IMHO, a good all purpose guitar for the blues is a Fender American Standard Fat Strat. It has a humbucker, and two single coil PU/s, and a switch to combine them 5 different ways. You can get the classic strat chimey tone like Robert Cray, Stevie Ray's fat single coil sound, or the creamy on the edge of overdrive humbucker sound like BBKing. But, you have to try them in person as Fenders and Gibsons have totally different necks, and different scale lengths. The Gibsons are better for those with smaller hands and shorter fingers. If you're looking for a great budget, but not cheap guitar, check out the beautiful Michael Kelley Patriot series. They have some fantastic tone for the money, quality hardware, and beautiful finishes.


----------



## JOHNNY QUEST

I would have ta say the 335 series guitars are what made the blues great.. B.B. King, Otis Rush, and John Lee Hooker may have been the first converts to the ES-*335. *
http://en.wikipedia.org/wiki/Gibson_ES-335


----------



## MB

Without the right amp it doesn't matter .... Some play through Marshall's ( like Billy Gibbins with ZZ Top ) which use EL83 tubes, and most play Fenders through Fender twins that use 6L6's.

It's best to try out both first before you lay down the green. And remember " It's all about the Tone ".

*MB*


----------



## TXredhound

Best bargain priced blues guitar IMO would be a Mexican made Stratocaster with Texas Special or TEX/MEX pickups. 

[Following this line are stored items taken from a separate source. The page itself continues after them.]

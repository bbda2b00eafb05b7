//! Persistent storage
//!
//! This module handles all data persistence: the key-value backends, the
//! quote store built on top of them, settings, and JSON import/export.

pub mod kv;
pub mod quotes;
pub mod settings;
pub mod transfer;

use std::path::PathBuf;
use thiserror::Error;

pub use kv::{FileKvStore, KeyValueStore, MemoryKvStore};
pub use quotes::{ImportSummary, QuoteStore, SharedQuoteStore};

/// Key holding the JSON array of quotes
pub const QUOTES_KEY: &str = "quotes";
/// Key holding the last selected category filter
pub const SELECTED_CATEGORY_KEY: &str = "selectedCategory";
/// Session key holding the index of the last shown quote
pub const LAST_QUOTE_INDEX_KEY: &str = "lastQuoteIndex";

/// Storage errors
#[derive(Debug, Error)]
pub enum StorageError {
    #[error("I/O error: {0}")]
    Io(#[from] std::io::Error),
    #[error("JSON error: {0}")]
    Json(#[from] serde_json::Error),
    #[error("Could not determine a data directory")]
    NoDataDir,
    #[error("Invalid storage key: {0:?}")]
    InvalidKey(String),
    #[error("Invalid stored data: {0}")]
    InvalidData(String),
}

/// Default data directory for this platform
pub fn get_data_dir() -> Result<PathBuf, StorageError> {
    directories::ProjectDirs::from("", "", "quotebook")
        .map(|dirs| dirs.data_dir().to_path_buf())
        .ok_or(StorageError::NoDataDir)
}
//! Periodic sync task
//!
//! Runs a cycle on every tick of a fixed interval until stopped. Ticks that
//! fall due while a cycle is still running are skipped.

use std::sync::Arc;
use std::time::Duration;

use tokio::sync::oneshot;
use tokio::task::JoinHandle;
use tokio::time::MissedTickBehavior;

use crate::sync::{SyncOutcome, SyncReconciler};

/// Handle to the background sync loop
pub struct SyncTask {
    shutdown: Option<oneshot::Sender<()>>,
    handle: Option<JoinHandle<()>>,
}

impl SyncTask {
    /// Spawn the loop; the first cycle runs immediately
    pub fn start(reconciler: Arc<SyncReconciler>, period: Duration) -> Self {
        let (shutdown_tx, mut shutdown_rx) = oneshot::channel::<()>();

        let handle = tokio::spawn(async move {
            tracing::info!("Periodic sync started (every {:?})", period);
            let mut ticker = tokio::time::interval(period);
            ticker.set_missed_tick_behavior(MissedTickBehavior::Skip);

            loop {
                tokio::select! {
                    _ = &mut shutdown_rx => break,
                    _ = ticker.tick() => {
                        // Runs to completion; shutdown is only observed between cycles
                        if let SyncOutcome::Skipped = reconciler.sync_now().await {
                            tracing::debug!("Periodic sync skipped, cycle already running");
                        }
                    }
                }
            }

            tracing::info!("Periodic sync stopped");
        });

        Self {
            shutdown: Some(shutdown_tx),
            handle: Some(handle),
        }
    }

    pub fn is_running(&self) -> bool {
        self.handle
            .as_ref()
            .map(|handle| !handle.is_finished())
            .unwrap_or(false)
    }

    /// Stop the loop, waiting for an in-flight cycle to finish
    pub async fn stop(mut self) {
        if let Some(shutdown) = self.shutdown.take() {
            let _ = shutdown.send(());
        }
        if let Some(handle) = self.handle.take() {
            if let Err(e) = handle.await {
                tracing::error!("Sync task ended abnormally: {}", e);
            }
        }
    }
}

impl Drop for SyncTask {
    fn drop(&mut self) {
        if let Some(shutdown) = self.shutdown.take() {
            let _ = shutdown.send(());
        }
    }
}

Any tube amp would be ideal

And an Ibanez TS9 pedal 


That's my setup. I play .12 strings


----------



## Bruce J

Are you new to playing guitars too? Even if you have access to try a lot of different ones, you won't really know what feels or sounds good to you until you've learned to play some. Odds are pretty good that no matter what you buy now, you'll want to add or change later. So don't worry too much about what you choose now, but I'd recommend getting one of the very popular ones already mentioned because it will make it that much easier to trade in or sell when you want to move up.

Here's a gross oversimplification/generalization about the main types of very popular guitars:

Epiphone or Gibson Les Paul: More rock/some blues

Fender Stratocaster with single coil and humbucker pickups: Rock and blues

Fender Stratocaster with single coil pickups only: More blues than rock/some country

Fender Telecaster: more country (but like all it can play anything)

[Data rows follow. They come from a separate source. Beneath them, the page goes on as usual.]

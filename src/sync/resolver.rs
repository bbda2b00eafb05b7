//! Conflict resolution
//!
//! Holds the conflicts staged by the last sync cycle and applies a bulk
//! decision to the quote store. The pending list is published on a watch
//! channel so a surface can show resolution controls only while it is
//! non-empty.

use std::sync::Arc;

use tokio::sync::watch;

use crate::storage::SharedQuoteStore;
use crate::types::{Conflict, Quote};

/// Result of a resolution request
#[derive(Debug, Clone, Copy, PartialEq, Eq)]
pub enum Resolution {
    /// Nothing was pending
    NothingToResolve,
    /// Pending conflicts dropped; local quotes untouched
    KeptLocal { discarded: usize },
    /// Server categories written into the store
    AcceptedServer { applied: usize },
}

impl std::fmt::Display for Resolution {
    fn fmt(&self, f: &mut std::fmt::Formatter<'_>) -> std::fmt::Result {
        match self {
            Resolution::NothingToResolve => write!(f, "No conflicts to resolve."),
            Resolution::KeptLocal { discarded } => {
                write!(f, "Kept local versions ({} conflicts discarded).", discarded)
            }
            Resolution::AcceptedServer { applied } => {
                write!(f, "Applied {} server versions.", applied)
            }
        }
    }
}

#[derive(Clone)]
pub struct ConflictResolver {
    store: SharedQuoteStore,
    pending: Arc<watch::Sender<Vec<Conflict>>>,
}

impl ConflictResolver {
    pub fn new(store: SharedQuoteStore) -> Self {
        let (pending, _) = watch::channel(Vec::new());
        Self {
            store,
            pending: Arc::new(pending),
        }
    }

    /// Replace the pending list wholesale
    pub fn stage(&self, conflicts: Vec<Conflict>) {
        if !conflicts.is_empty() {
            tracing::info!("{} conflicts awaiting resolution", conflicts.len());
        }
        self.pending.send_replace(conflicts);
    }

    /// Snapshot of the pending list
    pub fn pending(&self) -> Vec<Conflict> {
        self.pending.borrow().clone()
    }

    pub fn has_pending(&self) -> bool {
        !self.pending.borrow().is_empty()
    }

    /// Receiver that observes every change to the pending list
    pub fn subscribe(&self) -> watch::Receiver<Vec<Conflict>> {
        self.pending.subscribe()
    }

    /// Discard the pending conflicts, leaving local quotes as they are
    pub fn keep_local(&self) -> Resolution {
        let discarded = self.pending.send_replace(Vec::new()).len();
        if discarded == 0 {
            return Resolution::NothingToResolve;
        }
        tracing::info!("Kept local versions, discarded {} conflicts", discarded);
        Resolution::KeptLocal { discarded }
    }

    /// Overwrite each conflicting local quote with the server's version
    pub async fn accept_server(&self) -> Resolution {
        let mut store = self.store.lock().await;

        let conflicts = self.pending.send_replace(Vec::new());
        if conflicts.is_empty() {
            return Resolution::NothingToResolve;
        }

        let server_versions: Vec<Quote> = conflicts
            .into_iter()
            .map(|conflict| Quote {
                text: conflict.local.text,
                category: conflict.server.category,
            })
            .collect();
        let applied = store.replace_categories(&server_versions);

        tracing::info!("Accepted {} server versions", applied);
        Resolution::AcceptedServer { applied }
    }
}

Epiphone Dot or Gibson 335: Blues/jazz/some rock

They make all of these guitars in a pretty wide range of prices from a couple hundred bucks up to several thousand. If you stay in the $500-1000 range, you're certain of getting a very playable guitar in these brand names. Gibsons will be harder to come by, but the same company makes the Epiphone line which is more affordable.

Fender's lines are Squire (very affordable), Made in Mexico - very good and affordable, American - considered better made and closing in on $1000, American Deluxe $1500-2000, Custom $2000+, etc.

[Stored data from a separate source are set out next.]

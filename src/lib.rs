//! Quotebook Library
//!
//! A persisted quote collection with JSON import/export and periodic
//! synchronization against a remote source, including manual conflict
//! resolution.

pub mod display;
pub mod storage;
pub mod sync;
pub mod types;

pub use display::{QuoteViewer, RenderFormat, RenderSurface};
pub use storage::{QuoteStore, SharedQuoteStore};
pub use sync::{ConflictResolver, SyncReconciler, SyncTask};
pub use types::{CategoryFilter, Conflict, Quote};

Regarding the amps, I agree with everyone's comments about getting a tube amp and wish I had followed that advice originally. I now have a Fender Blues Jr (about $500) that I love. However, a band mate of mine plays a Fender Frontman R solid state amp at practice and it sounds just fine to me and would be a lot less money.

There's no right answer. Just jump in there with something that looks good to you and start pluckin' and strummin'!


----------



## MB

I like single coil strat's and prefer Tom Anderson or Michael tuddle guitars over fender .... They just sound and play so much better. You pick up either of these guitars once and you'll understand.

MB


----------



## matagorda_castaway

i am a gibson guy, personally, but a God-honest good blues guitar for a reasonable price is ibanez's artcore series. they are constructed well, sound beautiful, and look just as good. they really are the poor man's es335 or gretsch!


----------



## matagorda_castaway

also, they weren't lying about the amp thing--- you could have a $4000 guitar, but if you have a crappy amp, its going to sound like mud. a tube amp is a good start to having a great blues tone, and the good thing is just about every amp maker is making low-wattage tube amps for reasonable prices nowdays. vox, orange, egnater, mesa/boogie, and tons of independent amp makers are selling 1watt-15watt amps for $300-$800.

(my personal choice is a good ole vox ac15. although, 15 watts may not sound like a lot, but you would probably never get the volume above 2 unless you were playing a gig or trying to keep up with a drummer. you can find one of these guys easy on craigslist for $400-500)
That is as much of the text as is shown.